Auf den Abend

Urlaubsabend auf dem Dorfplatz. Wein, gutes Essen, Sprachengewirr. Und ein kleiner Hund, der sich von Tisch zu Tisch arbeitet. Mit schief gelegtem Kopf und wedelndem Schwanz. Natürlich erfolgreich. Gefüttert von Gästen, getätschelt von Kellnern.

Bis ihn ein flanierendes Touristenpaar entdeckt. Feststellt, dass er zu keinem der Gäste gehört. Und sofort Hilfe anbietet. Mit Rufen und Lockgeräuschen, hingestreckten Handflächen.

Der Hund kommt nicht. Wartet ein letztes Streicheln ab und verschwindet unterm Tisch. Und ist nicht mehr da, als das Paar dort sucht. Unter keinem Tisch, nicht am Brunnen in der Platzmitte, unter keinem Baum.

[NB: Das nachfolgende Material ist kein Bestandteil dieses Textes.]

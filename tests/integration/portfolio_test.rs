//! Integration tests for the portfolio ledger and risk manager

use backtest_lab::portfolio::{Portfolio, PortfolioError, TradeAction};
use backtest_lab::risk::RiskManager;
use rust_decimal::Decimal;
use rust_decimal_macros::dec;
use std::collections::HashMap;

#[test]
fn test_sized_buy_respects_position_limit() {
    let mut portfolio = Portfolio::new(dec!(100000));
    let rm = RiskManager::default();

    let price = dec!(50);
    let value = portfolio.value_at("AAPL", price);
    let quantity = rm.calculate_position_size(value, price, price * dec!(0.95));
    assert_eq!(quantity, 200);
    assert!(portfolio.buy("AAPL", quantity, price));

    let prices: HashMap<String, Decimal> = [("AAPL".to_string(), price)].into();
    let total = portfolio.get_total_value(&prices);
    assert_eq!(total, dec!(100000));

    let flags = rm.check_position_limits(total, portfolio.positions(), &prices);
    assert!(!flags["AAPL"]);
    assert!(rm
        .suggest_rebalancing(total, portfolio.positions(), &prices)
        .is_empty());
}

#[test]
fn test_rally_pushes_position_over_limit() {
    let mut portfolio = Portfolio::new(dec!(100000));
    let rm = RiskManager::default();
    assert!(portfolio.buy("AAPL", 200, dec!(50)));

    // 200 * 100 = 20000 of 110000 is 18%
    let prices: HashMap<String, Decimal> = [("AAPL".to_string(), dec!(100))].into();
    let total = portfolio.get_total_value(&prices);
    assert_eq!(total, dec!(110000));

    let flags = rm.check_position_limits(total, portfolio.positions(), &prices);
    assert!(flags["AAPL"]);

    // target = floor(11000 / 100) = 110
    let deltas = rm.suggest_rebalancing(total, portfolio.positions(), &prices);
    assert_eq!(deltas["AAPL"], -90);

    assert!(portfolio.sell("AAPL", 90, dec!(100)));
    let flags = rm.check_position_limits(
        portfolio.get_total_value(&prices),
        portfolio.positions(),
        &prices,
    );
    assert!(!flags["AAPL"]);
}

#[test]
fn test_rejected_orders_leave_no_trace() {
    let mut portfolio = Portfolio::new(dec!(1000)).with_commission(dec!(1));

    assert!(matches!(
        portfolio.try_buy("AAPL", 10, dec!(100)),
        Err(PortfolioError::InsufficientFunds { .. })
    ));
    assert!(matches!(
        portfolio.try_sell("AAPL", 1, dec!(100)),
        Err(PortfolioError::InsufficientPosition { .. })
    ));
    assert!(matches!(
        portfolio.try_buy("AAPL", 0, dec!(100)),
        Err(PortfolioError::ZeroQuantity(_))
    ));

    let summary = portfolio.get_summary();
    assert_eq!(summary.cash, dec!(1000));
    assert!(summary.positions.is_empty());
    assert_eq!(summary.total_trades, 0);
}

#[test]
fn test_trade_log_records_fills_in_order() {
    let mut portfolio = Portfolio::new(dec!(10000));
    assert!(portfolio.buy("AAPL", 10, dec!(100)));
    assert!(portfolio.buy("MSFT", 5, dec!(300)));
    assert!(portfolio.sell("AAPL", 10, dec!(105)));

    let actions: Vec<_> = portfolio
        .trades()
        .iter()
        .map(|t| (t.symbol.as_str(), t.action))
        .collect();
    assert_eq!(
        actions,
        vec![
            ("AAPL", TradeAction::Buy),
            ("MSFT", TradeAction::Buy),
            ("AAPL", TradeAction::Sell),
        ]
    );
    assert_eq!(portfolio.cash(), dec!(8550));
    assert_eq!(portfolio.position("AAPL"), 0);
    assert_eq!(portfolio.position("MSFT"), 5);
}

Also flaniert das Paar davon Richtung Kirchberg, dem schönen Ausblick. „Auf den Abend“, prostet der Mann, den ich liebe. Und kann gerade noch fertig schlucken, bevor er laut loslacht. Am Nachbartisch der kleine Hund mit schief gelegtem Kopf und wedelndem Schwanz.